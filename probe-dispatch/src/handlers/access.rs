//! Declaration, variable and property access handlers

use super::HandlerBase;
use crate::marshal::convert_input;
use crate::site::{DeclarationType, ExecutionFrame};
use crate::types::{AnalysisValue, NativeValue, Result};

/// `declarePre(iid, name, type, kind)` / `declare(iid, name, type, kind, result)`
///
/// `kind` is `undefined` unless the host recorded one (e.g. `FunctionDeclaration`).
#[derive(Debug)]
pub struct DeclareHandler<'s> {
    pub(super) base: HandlerBase<'s>,
    name: &'s str,
    declaration_type: DeclarationType,
    kind: Option<&'s str>,
}

impl<'s> DeclareHandler<'s> {
    pub(crate) fn bind(base: HandlerBase<'s>) -> Result<Self> {
        let (name, declaration_type, kind) = base.site().declaration(base.category())?;
        Ok(Self {
            base,
            name,
            declaration_type,
            kind,
        })
    }

    pub fn name(&self) -> &'s str {
        self.name
    }

    pub fn declaration_type(&self) -> DeclarationType {
        self.declaration_type
    }

    fn args(&self) -> [AnalysisValue; 3] {
        [
            AnalysisValue::from(self.name),
            AnalysisValue::from(self.declaration_type.name()),
            self.kind
                .map(AnalysisValue::from)
                .unwrap_or(AnalysisValue::Undefined),
        ]
    }

    pub fn before(&self, frame: &dyn ExecutionFrame, _inputs: &[NativeValue]) -> Result<()> {
        self.base.fire_pre(frame, || self.args())
    }

    pub fn after(
        &self,
        frame: &dyn ExecutionFrame,
        result: &NativeValue,
        _inputs: &[NativeValue],
    ) -> Result<()> {
        self.base.fire_post(frame, result, || self.args())
    }
}

/// `read(iid, name, isGlobal, val)`; post only
#[derive(Debug)]
pub struct ReadHandler<'s> {
    pub(super) base: HandlerBase<'s>,
    name: &'s str,
    is_global: bool,
}

impl<'s> ReadHandler<'s> {
    pub(crate) fn bind(base: HandlerBase<'s>) -> Result<Self> {
        let (name, is_global) = base.site().variable(base.category())?;
        Ok(Self {
            base,
            name,
            is_global,
        })
    }

    pub fn name(&self) -> &'s str {
        self.name
    }

    pub fn after(
        &self,
        frame: &dyn ExecutionFrame,
        result: &NativeValue,
        _inputs: &[NativeValue],
    ) -> Result<()> {
        self.base.fire_post(frame, result, || {
            [AnalysisValue::from(self.name), AnalysisValue::Boolean(self.is_global)]
        })
    }
}

/// `write(iid, name, isGlobal, val)`; post only, `result` is the written value
#[derive(Debug)]
pub struct WriteHandler<'s> {
    pub(super) base: HandlerBase<'s>,
    name: &'s str,
    is_global: bool,
}

impl<'s> WriteHandler<'s> {
    pub(crate) fn bind(base: HandlerBase<'s>) -> Result<Self> {
        let (name, is_global) = base.site().variable(base.category())?;
        Ok(Self {
            base,
            name,
            is_global,
        })
    }

    pub fn name(&self) -> &'s str {
        self.name
    }

    pub fn after(
        &self,
        frame: &dyn ExecutionFrame,
        result: &NativeValue,
        _inputs: &[NativeValue],
    ) -> Result<()> {
        self.base.fire_post(frame, result, || {
            [AnalysisValue::from(self.name), AnalysisValue::Boolean(self.is_global)]
        })
    }
}

/// Resolve the property offset: the static key, or the computed key input
fn offset(key: Option<&str>, inputs: &[NativeValue]) -> AnalysisValue {
    match key {
        Some(key) => AnalysisValue::from(key),
        None => convert_input(inputs, 1),
    }
}

/// `getFieldPre(iid, base, offset, isComputed)` / `getField(iid, base, offset, isComputed, val)`
///
/// Inputs: `[base]` for named accesses, `[base, key]` for computed ones.
#[derive(Debug)]
pub struct GetFieldHandler<'s> {
    pub(super) base: HandlerBase<'s>,
    key: Option<&'s str>,
}

impl<'s> GetFieldHandler<'s> {
    pub(crate) fn bind(base: HandlerBase<'s>) -> Result<Self> {
        let key = base.site().property_key(base.category())?;
        Ok(Self { base, key })
    }

    pub fn is_computed(&self) -> bool {
        self.key.is_none()
    }

    fn args(&self, inputs: &[NativeValue]) -> [AnalysisValue; 3] {
        [
            convert_input(inputs, 0),
            offset(self.key, inputs),
            AnalysisValue::Boolean(self.is_computed()),
        ]
    }

    pub fn before(&self, frame: &dyn ExecutionFrame, inputs: &[NativeValue]) -> Result<()> {
        self.base.fire_pre(frame, || self.args(inputs))
    }

    pub fn after(
        &self,
        frame: &dyn ExecutionFrame,
        result: &NativeValue,
        inputs: &[NativeValue],
    ) -> Result<()> {
        self.base.fire_post(frame, result, || self.args(inputs))
    }
}

/// `putFieldPre(iid, base, offset, val, isComputed)` / `putField(iid, base, offset, val, isComputed, result)`
///
/// Inputs: `[base, value]` for named writes, `[base, key, value]` for computed ones.
#[derive(Debug)]
pub struct PutFieldHandler<'s> {
    pub(super) base: HandlerBase<'s>,
    key: Option<&'s str>,
}

impl<'s> PutFieldHandler<'s> {
    pub(crate) fn bind(base: HandlerBase<'s>) -> Result<Self> {
        let key = base.site().property_key(base.category())?;
        Ok(Self { base, key })
    }

    pub fn is_computed(&self) -> bool {
        self.key.is_none()
    }

    fn args(&self, inputs: &[NativeValue]) -> [AnalysisValue; 4] {
        let value_index = if self.is_computed() { 2 } else { 1 };
        [
            convert_input(inputs, 0),
            offset(self.key, inputs),
            convert_input(inputs, value_index),
            AnalysisValue::Boolean(self.is_computed()),
        ]
    }

    pub fn before(&self, frame: &dyn ExecutionFrame, inputs: &[NativeValue]) -> Result<()> {
        self.base.fire_pre(frame, || self.args(inputs))
    }

    pub fn after(
        &self,
        frame: &dyn ExecutionFrame,
        result: &NativeValue,
        inputs: &[NativeValue],
    ) -> Result<()> {
        self.base.fire_post(frame, result, || self.args(inputs))
    }
}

== Problem requirements ==
For every line in the listing above that contains "named", copy that line.

== Task result ==
/// Inputs: `[base]` for named accesses, `[base, key]` for computed ones.
/// Inputs: `[base, value]` for named writes, `[base, key, value]` for computed ones.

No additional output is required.